We have spoken to organisations who claim to have a retention strategy, but have no particular target in mind, or have designed retention strategies without a workforce plan. The problem with these approaches is that neither have the right information to know that the retention strategy is retaining the right people to build the workforce the organisation needs for future success.

So how do you go about approaching a retention strategy? You have a good workforce plan to give you the right context and information to build one! There are a number of principles to developing a retention strategy:

  1. Not all employees are equal, it's more important to retain some than others - you need to ensure you know which are which. Your organisation needs to apply a method of identifying the level of strategic importance of people and roles. Up to a point succession planning will do this, but succession planning is applied to a narrow group of roles, usually at the top - and there are usually critical roles below the top 50, 100 or 200!
    Consider the external market as well - it's not just about your organisation. External factors such as skills shortages are important for identifying potential future gaps and hence prioritising your retention efforts.
  2. You may need to retain the person, but not their skill set. Yes, I am suggesting that the workers you need to retain aren't necessarily at the tope, nore are they necessarily A performers. The skill set may not be an exact fit to what you require, but the general aptitude can be leveraged, and new skills learned.
  3. You can not retain all kinds of people - understand what you need from your workforce to ensure your retention efforts are properly targeted. With limitged budgets, it's critical that we are directing our retention and other efforts as much as we can to the most critical people. Your people processes and strategies will enable you to retain a particular kind of person, just as they enable you to recruit particular people - those people that make up your organisation's "culture". However, these people might not be the right ones for your future success, or they might be part of a shrinking population group.
  4. For some workers, there's no way you can avoid career changes - so plan around them rather than ignoring them. With the information we have available to use about generations X and Y, it's amazing that we still plan to try to keep them for 20 years. It is much wiser to build your workforce plans around the idea you can let people go and later get them back with greater experience and honed skills.
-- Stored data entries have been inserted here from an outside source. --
//! A small tokio event loop for driving a [Channel].
//!
//! Channels never do I/O on their own. Callers with their own event loop
//! should watch [Channel::socket_descriptors] themselves; this is the loop
//! for everyone else.

use crate::channel::{Channel, Error};
use crate::resolver::{Resolver, Socket};

use futures::future::select_all;
use std::io;
use std::os::fd::{AsRawFd, BorrowedFd};
use std::time::Duration;
use tokio::io::unix::AsyncFd;
use tokio::io::Interest;
use tracing::{event, Level};

/// Upper bound on a single wait, in case the core reports no deadline.
const MAX_WAIT: Duration = Duration::from_secs(1);

struct Readiness {
    socket: Socket,
    readable: bool,
    writable: bool,
}

async fn ready(fd: &AsyncFd<BorrowedFd<'_>>, interest: Interest) -> io::Result<Readiness> {
    let guard = fd.ready(interest).await?;
    let ready = guard.ready();
    Ok(Readiness {
        socket: fd.get_ref().as_raw_fd(),
        readable: ready.is_readable() || ready.is_read_closed(),
        writable: ready.is_writable(),
    })
}

/// Waits until one of the sockets is ready, or `timeout` elapses.
///
/// Every descriptor must stay open until this returns. The channel is not
/// advanced while waiting, so its core cannot close them.
async fn wait(
    read: &[Socket],
    write: &[Socket],
    timeout: Duration,
) -> io::Result<Option<Readiness>> {
    let mut watched = vec![];
    for &socket in read.iter().chain(write.iter().filter(|s| !read.contains(s))) {
        let mut interest = if read.contains(&socket) {
            Interest::READABLE
        } else {
            Interest::WRITABLE
        };
        if read.contains(&socket) && write.contains(&socket) {
            interest = interest.add(Interest::WRITABLE);
        }
        // SAFETY: the core owns `socket` and keeps it open until it is next
        // advanced, which happens only after every registration is dropped.
        let fd = unsafe {
            AsyncFd::register_with_interest(BorrowedFd::borrow_raw(socket), interest)?
        };
        watched.push((fd, interest));
    }

    let sleep = tokio::time::sleep(timeout);
    if watched.is_empty() {
        sleep.await;
        return Ok(None);
    }

    let any_ready = select_all(
        watched
            .iter()
            .map(|(fd, interest)| Box::pin(ready(fd, *interest))),
    );
    tokio::select! {
        (result, _, _) = any_ready => result.map(Some),
        _ = sleep => Ok(None),
    }
}

/// Drives `channel` until every pending request has invoked its callback.
///
/// Returns immediately if nothing is pending.
pub async fn run_until_idle<R: Resolver>(channel: &mut Channel<R>) -> Result<(), Error> {
    while channel.pending() > 0 {
        let (read, write) = channel.socket_descriptors()?;
        let timeout = channel.next_timeout(Some(MAX_WAIT))?;
        event!(
            Level::TRACE,
            ?read,
            ?write,
            ?timeout,
            pending = channel.pending(),
            "waiting for activity"
        );

        match wait(&read, &write, timeout).await? {
            Some(ready) => channel.advance(
                ready.readable.then_some(ready.socket),
                ready.writable.then_some(ready.socket),
            )?,
            None => channel.advance(None, None)?,
        }
    }
    Ok(())
}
These all point to the main issue with retention - to do it right, you need to know who it is that you can and should be trying to retain!

Retention is one of the challenges for which we developed our Strategic Workforce Planning framework, so we know what a difference it can make. A really good workforce plan gives you a new kind of view of your future workforce - a view that lets you develop targeted and effective people strategies to maximise the value you get from your future workforce, whether it's the workforce you retain, or the new kind of one you might need to attract.